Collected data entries
▼
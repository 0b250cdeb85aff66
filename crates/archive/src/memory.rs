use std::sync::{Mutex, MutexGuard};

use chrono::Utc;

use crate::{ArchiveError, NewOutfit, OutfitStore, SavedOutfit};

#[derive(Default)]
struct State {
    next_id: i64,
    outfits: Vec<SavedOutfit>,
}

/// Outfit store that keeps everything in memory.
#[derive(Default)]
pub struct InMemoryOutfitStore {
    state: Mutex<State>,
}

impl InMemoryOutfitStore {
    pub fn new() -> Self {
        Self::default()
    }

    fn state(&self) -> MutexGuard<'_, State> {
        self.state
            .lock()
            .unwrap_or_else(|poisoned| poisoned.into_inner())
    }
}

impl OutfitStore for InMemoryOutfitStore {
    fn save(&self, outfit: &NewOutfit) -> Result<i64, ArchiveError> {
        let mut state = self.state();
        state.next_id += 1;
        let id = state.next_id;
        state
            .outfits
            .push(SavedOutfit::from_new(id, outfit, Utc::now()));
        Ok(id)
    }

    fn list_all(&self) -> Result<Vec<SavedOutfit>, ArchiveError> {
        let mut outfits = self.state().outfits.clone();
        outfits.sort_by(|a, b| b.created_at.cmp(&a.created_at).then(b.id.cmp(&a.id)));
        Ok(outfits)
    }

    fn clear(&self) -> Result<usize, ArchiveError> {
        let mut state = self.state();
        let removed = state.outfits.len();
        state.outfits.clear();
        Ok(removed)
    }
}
▲
▼
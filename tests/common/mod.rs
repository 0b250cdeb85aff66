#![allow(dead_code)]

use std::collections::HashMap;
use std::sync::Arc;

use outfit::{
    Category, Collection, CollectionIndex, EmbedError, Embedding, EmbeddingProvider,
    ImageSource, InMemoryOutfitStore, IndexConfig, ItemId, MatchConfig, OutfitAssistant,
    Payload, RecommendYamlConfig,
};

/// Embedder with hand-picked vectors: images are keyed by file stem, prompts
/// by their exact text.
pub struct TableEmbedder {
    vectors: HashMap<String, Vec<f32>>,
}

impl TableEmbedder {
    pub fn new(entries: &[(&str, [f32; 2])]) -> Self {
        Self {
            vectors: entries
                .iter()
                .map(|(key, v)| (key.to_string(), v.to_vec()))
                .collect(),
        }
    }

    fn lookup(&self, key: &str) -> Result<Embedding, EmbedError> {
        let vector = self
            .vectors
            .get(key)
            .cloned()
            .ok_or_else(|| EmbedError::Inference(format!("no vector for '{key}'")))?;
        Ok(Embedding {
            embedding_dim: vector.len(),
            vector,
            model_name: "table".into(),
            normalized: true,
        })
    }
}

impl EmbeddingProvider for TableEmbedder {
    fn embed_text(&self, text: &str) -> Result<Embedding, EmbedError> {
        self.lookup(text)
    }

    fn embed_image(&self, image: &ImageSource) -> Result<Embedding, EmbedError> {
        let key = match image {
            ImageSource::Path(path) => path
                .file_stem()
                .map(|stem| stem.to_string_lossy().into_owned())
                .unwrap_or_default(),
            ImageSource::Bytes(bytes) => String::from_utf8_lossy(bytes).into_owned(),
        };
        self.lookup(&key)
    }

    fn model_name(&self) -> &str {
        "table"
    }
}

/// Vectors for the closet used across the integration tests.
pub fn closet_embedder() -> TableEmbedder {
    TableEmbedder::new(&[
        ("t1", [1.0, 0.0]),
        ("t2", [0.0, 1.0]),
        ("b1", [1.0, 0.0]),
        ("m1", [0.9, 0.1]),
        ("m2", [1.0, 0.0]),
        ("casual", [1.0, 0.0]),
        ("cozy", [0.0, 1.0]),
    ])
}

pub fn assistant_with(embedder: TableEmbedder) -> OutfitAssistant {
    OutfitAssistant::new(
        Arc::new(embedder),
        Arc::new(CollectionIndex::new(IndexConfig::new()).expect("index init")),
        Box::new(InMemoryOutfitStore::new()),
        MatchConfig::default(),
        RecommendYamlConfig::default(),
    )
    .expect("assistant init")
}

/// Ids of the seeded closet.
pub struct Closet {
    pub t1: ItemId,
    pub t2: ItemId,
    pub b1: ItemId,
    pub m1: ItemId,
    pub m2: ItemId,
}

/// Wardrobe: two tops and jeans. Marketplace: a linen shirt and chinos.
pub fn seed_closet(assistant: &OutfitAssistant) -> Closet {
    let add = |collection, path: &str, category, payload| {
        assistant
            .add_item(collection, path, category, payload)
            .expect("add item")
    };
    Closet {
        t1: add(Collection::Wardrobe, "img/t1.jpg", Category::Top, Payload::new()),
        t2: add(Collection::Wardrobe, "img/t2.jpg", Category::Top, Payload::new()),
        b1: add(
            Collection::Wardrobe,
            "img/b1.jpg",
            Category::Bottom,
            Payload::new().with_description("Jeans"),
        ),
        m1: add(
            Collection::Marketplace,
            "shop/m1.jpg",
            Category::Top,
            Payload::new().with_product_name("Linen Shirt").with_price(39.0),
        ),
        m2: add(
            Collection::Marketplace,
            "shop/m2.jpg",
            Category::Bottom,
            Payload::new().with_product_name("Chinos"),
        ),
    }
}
▲
▼
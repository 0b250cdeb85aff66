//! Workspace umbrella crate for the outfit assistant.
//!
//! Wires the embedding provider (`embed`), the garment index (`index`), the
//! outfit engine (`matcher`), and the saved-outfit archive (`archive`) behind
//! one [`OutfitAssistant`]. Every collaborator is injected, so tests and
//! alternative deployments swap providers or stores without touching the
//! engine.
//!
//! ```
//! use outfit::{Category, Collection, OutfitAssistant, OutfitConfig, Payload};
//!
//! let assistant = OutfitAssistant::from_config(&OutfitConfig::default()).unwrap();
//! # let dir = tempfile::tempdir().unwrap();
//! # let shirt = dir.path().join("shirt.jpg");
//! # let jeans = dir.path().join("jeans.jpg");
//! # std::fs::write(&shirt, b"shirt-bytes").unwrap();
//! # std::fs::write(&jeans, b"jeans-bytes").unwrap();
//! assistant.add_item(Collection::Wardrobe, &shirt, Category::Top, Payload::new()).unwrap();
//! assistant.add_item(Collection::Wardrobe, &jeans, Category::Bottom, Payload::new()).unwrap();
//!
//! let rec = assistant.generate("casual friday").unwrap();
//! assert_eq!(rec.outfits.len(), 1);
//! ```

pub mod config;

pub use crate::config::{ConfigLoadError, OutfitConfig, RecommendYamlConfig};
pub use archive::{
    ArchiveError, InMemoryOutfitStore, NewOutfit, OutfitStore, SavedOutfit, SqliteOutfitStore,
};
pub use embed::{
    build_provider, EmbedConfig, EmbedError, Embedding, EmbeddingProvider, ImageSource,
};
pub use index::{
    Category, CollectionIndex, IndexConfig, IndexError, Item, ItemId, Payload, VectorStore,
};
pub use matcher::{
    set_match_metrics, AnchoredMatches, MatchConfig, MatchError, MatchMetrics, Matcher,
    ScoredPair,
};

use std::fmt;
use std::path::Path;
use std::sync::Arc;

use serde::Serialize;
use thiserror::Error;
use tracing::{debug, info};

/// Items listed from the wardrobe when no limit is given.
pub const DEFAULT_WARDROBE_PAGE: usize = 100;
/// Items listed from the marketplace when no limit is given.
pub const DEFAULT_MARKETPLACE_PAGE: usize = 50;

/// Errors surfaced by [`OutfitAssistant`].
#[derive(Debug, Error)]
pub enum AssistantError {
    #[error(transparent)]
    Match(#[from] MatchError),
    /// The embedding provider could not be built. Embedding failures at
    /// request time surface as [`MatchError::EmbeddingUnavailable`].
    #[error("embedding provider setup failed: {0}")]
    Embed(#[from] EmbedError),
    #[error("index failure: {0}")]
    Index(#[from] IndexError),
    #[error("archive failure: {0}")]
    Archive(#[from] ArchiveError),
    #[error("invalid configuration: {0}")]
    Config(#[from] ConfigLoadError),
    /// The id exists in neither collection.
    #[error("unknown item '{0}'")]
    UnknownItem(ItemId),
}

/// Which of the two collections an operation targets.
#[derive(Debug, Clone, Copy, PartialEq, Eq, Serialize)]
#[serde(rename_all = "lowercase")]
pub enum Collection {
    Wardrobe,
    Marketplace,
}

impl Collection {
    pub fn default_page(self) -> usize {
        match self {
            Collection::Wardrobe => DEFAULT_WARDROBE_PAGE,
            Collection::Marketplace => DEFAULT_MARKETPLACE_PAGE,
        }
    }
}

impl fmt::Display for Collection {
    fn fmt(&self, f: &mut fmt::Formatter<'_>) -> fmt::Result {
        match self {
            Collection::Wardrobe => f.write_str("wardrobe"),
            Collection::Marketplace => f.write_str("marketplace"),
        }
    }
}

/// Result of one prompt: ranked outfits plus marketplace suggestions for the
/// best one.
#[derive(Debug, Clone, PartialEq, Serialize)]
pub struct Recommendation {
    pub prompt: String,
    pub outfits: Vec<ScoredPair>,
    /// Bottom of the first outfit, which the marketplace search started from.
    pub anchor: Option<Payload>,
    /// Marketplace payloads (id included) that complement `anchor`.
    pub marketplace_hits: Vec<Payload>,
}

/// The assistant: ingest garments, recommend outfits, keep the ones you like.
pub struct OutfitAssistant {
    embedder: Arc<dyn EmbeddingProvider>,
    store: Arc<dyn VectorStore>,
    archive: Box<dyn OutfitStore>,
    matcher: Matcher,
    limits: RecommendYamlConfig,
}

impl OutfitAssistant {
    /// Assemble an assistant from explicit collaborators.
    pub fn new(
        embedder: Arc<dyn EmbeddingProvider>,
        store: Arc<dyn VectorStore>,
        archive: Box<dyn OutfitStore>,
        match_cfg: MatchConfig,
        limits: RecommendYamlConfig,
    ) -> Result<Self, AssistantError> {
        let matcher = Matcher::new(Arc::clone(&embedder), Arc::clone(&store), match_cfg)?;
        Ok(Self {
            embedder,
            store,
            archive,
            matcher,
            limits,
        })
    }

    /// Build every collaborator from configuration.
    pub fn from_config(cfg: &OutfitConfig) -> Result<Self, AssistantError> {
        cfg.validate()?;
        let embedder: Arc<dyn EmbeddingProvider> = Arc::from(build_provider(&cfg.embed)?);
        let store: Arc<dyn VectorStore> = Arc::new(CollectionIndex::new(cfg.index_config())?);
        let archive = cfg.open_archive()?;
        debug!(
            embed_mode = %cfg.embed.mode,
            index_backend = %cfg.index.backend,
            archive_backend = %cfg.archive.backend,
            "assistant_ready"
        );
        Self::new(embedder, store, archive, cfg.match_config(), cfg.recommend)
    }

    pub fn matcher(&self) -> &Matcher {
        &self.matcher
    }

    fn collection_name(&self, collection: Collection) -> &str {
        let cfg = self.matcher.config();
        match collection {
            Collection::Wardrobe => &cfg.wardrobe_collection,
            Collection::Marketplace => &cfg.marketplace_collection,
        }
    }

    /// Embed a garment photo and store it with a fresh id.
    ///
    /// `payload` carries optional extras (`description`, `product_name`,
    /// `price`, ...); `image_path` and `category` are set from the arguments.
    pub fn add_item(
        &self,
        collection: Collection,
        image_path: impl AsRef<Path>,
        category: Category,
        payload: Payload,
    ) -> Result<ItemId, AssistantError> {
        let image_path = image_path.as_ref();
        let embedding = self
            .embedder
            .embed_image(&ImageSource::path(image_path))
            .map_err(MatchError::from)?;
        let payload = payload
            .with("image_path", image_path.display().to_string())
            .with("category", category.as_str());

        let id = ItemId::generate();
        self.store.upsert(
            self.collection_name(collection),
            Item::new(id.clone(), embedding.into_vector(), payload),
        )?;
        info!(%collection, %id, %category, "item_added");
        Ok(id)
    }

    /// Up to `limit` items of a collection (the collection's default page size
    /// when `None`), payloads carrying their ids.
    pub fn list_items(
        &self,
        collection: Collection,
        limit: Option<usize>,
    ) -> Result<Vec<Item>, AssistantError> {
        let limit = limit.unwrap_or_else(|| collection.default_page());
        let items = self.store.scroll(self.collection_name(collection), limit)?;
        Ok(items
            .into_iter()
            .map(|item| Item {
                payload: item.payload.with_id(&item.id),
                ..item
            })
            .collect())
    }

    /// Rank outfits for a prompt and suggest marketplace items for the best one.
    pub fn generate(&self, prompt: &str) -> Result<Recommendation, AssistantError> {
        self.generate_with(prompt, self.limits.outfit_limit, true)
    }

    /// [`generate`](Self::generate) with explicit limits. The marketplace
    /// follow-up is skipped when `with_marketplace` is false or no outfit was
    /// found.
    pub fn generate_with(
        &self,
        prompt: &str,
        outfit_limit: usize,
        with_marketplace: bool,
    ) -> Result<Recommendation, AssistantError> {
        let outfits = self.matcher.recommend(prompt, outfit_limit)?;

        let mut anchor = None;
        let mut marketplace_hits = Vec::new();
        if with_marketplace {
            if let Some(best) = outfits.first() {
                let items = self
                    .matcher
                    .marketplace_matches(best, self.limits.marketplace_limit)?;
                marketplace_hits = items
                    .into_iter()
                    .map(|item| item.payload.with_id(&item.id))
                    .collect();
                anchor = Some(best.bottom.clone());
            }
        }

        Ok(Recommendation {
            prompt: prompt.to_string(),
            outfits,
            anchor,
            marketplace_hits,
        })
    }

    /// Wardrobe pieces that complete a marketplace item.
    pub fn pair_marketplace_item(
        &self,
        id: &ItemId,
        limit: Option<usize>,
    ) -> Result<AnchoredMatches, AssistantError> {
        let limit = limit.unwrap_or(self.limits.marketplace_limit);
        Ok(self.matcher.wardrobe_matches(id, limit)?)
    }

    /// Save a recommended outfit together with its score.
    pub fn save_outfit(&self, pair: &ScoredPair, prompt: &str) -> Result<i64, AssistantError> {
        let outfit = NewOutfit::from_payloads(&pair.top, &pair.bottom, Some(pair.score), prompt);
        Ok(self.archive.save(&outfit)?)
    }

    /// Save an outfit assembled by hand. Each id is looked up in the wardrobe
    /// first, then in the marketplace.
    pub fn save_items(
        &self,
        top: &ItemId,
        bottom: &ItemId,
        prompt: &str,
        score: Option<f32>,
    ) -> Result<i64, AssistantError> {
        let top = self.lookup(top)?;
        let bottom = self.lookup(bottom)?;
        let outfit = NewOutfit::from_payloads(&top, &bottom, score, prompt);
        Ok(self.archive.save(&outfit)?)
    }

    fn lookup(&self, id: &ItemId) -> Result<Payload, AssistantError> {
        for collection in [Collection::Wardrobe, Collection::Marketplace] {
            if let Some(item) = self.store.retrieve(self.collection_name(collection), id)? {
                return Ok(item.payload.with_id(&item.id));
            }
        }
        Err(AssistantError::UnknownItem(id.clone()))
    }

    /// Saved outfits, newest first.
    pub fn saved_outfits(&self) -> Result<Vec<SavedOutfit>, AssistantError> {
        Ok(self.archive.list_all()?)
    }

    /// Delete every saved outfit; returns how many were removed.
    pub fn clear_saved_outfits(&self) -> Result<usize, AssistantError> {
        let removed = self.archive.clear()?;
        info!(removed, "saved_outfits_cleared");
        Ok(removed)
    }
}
▲
WHAT TO DO:
In the data above, how many lines hold the word "engine"? Give only the number.

EXERCISE ANSWER:
2